## Task details
For each line below with the word "filename", write out a copy.

## Records for processing
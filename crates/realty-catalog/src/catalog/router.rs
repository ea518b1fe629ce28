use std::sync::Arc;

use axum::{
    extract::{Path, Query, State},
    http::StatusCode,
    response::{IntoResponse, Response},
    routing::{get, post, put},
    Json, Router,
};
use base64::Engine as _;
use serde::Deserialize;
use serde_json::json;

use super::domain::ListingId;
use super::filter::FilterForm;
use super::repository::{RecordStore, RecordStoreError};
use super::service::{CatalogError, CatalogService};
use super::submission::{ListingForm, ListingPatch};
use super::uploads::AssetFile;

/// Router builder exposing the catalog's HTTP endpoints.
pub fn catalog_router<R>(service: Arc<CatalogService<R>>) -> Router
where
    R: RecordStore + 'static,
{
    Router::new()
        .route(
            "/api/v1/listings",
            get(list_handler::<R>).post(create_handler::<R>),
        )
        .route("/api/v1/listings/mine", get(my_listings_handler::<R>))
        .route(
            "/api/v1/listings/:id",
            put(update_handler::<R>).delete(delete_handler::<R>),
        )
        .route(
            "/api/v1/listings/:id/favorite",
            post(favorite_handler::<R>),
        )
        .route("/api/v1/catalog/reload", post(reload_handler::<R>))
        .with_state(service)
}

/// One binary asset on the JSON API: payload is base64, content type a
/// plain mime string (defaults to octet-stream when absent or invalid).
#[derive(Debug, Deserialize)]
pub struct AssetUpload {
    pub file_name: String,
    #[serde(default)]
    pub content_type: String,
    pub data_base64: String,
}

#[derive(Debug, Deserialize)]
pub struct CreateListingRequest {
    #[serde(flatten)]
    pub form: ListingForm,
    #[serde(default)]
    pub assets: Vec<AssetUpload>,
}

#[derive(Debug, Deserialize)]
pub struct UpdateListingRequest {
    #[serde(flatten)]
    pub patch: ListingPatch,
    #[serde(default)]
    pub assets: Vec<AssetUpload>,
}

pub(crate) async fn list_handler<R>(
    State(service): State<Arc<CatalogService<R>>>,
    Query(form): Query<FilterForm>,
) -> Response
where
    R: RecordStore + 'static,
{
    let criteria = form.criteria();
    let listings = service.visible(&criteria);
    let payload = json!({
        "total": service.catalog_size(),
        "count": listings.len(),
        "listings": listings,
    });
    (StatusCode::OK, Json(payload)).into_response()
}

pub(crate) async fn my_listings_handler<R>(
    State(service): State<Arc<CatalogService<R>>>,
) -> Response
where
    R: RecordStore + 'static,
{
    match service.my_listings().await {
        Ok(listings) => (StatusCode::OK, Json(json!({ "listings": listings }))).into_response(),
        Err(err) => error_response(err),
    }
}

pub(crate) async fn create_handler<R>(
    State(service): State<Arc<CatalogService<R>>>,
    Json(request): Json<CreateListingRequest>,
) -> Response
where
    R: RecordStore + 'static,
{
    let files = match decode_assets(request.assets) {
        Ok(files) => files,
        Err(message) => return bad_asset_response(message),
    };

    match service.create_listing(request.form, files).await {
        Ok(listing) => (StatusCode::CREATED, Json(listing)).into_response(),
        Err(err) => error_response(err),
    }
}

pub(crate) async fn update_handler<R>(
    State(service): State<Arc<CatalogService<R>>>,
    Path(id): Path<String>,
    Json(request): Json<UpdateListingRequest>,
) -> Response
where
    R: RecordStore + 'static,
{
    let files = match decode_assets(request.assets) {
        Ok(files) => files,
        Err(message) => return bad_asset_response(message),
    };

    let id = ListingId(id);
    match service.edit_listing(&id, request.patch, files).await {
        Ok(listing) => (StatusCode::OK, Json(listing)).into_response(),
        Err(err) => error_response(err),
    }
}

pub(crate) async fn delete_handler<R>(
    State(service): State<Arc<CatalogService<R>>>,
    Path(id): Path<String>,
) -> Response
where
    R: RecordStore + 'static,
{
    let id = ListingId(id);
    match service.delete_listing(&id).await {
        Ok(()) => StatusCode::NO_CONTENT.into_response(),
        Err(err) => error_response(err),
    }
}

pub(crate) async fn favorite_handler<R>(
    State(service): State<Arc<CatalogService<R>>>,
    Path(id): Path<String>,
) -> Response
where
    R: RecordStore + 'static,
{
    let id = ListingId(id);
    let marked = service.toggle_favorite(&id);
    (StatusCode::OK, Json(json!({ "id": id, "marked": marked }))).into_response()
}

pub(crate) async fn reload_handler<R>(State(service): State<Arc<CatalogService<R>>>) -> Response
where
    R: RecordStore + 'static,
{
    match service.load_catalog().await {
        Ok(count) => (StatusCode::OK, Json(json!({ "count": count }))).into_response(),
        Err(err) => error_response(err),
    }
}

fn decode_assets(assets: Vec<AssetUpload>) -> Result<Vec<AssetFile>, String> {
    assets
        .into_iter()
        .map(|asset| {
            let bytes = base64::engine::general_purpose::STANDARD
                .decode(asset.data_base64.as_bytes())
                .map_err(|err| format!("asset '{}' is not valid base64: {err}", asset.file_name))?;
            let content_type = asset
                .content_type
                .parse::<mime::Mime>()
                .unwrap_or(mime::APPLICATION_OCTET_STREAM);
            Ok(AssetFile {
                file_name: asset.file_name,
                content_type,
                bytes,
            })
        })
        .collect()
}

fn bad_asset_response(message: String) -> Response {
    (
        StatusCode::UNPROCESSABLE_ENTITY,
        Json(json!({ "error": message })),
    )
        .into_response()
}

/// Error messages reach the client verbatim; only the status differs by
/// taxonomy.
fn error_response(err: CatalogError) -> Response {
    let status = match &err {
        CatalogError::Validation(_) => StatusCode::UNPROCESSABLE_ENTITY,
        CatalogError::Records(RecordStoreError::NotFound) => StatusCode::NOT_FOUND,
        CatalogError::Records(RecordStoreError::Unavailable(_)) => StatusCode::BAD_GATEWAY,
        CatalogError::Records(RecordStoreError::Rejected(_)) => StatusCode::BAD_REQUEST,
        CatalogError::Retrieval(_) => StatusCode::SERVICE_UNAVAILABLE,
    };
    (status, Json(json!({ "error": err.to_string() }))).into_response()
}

==

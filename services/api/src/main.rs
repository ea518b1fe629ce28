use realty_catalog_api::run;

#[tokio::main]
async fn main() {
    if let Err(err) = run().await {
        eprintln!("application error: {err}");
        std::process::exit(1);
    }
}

## Output for this exercise
filename crates/realty-catalog/src/catalog/router.rs
filename services/api/src/main.rs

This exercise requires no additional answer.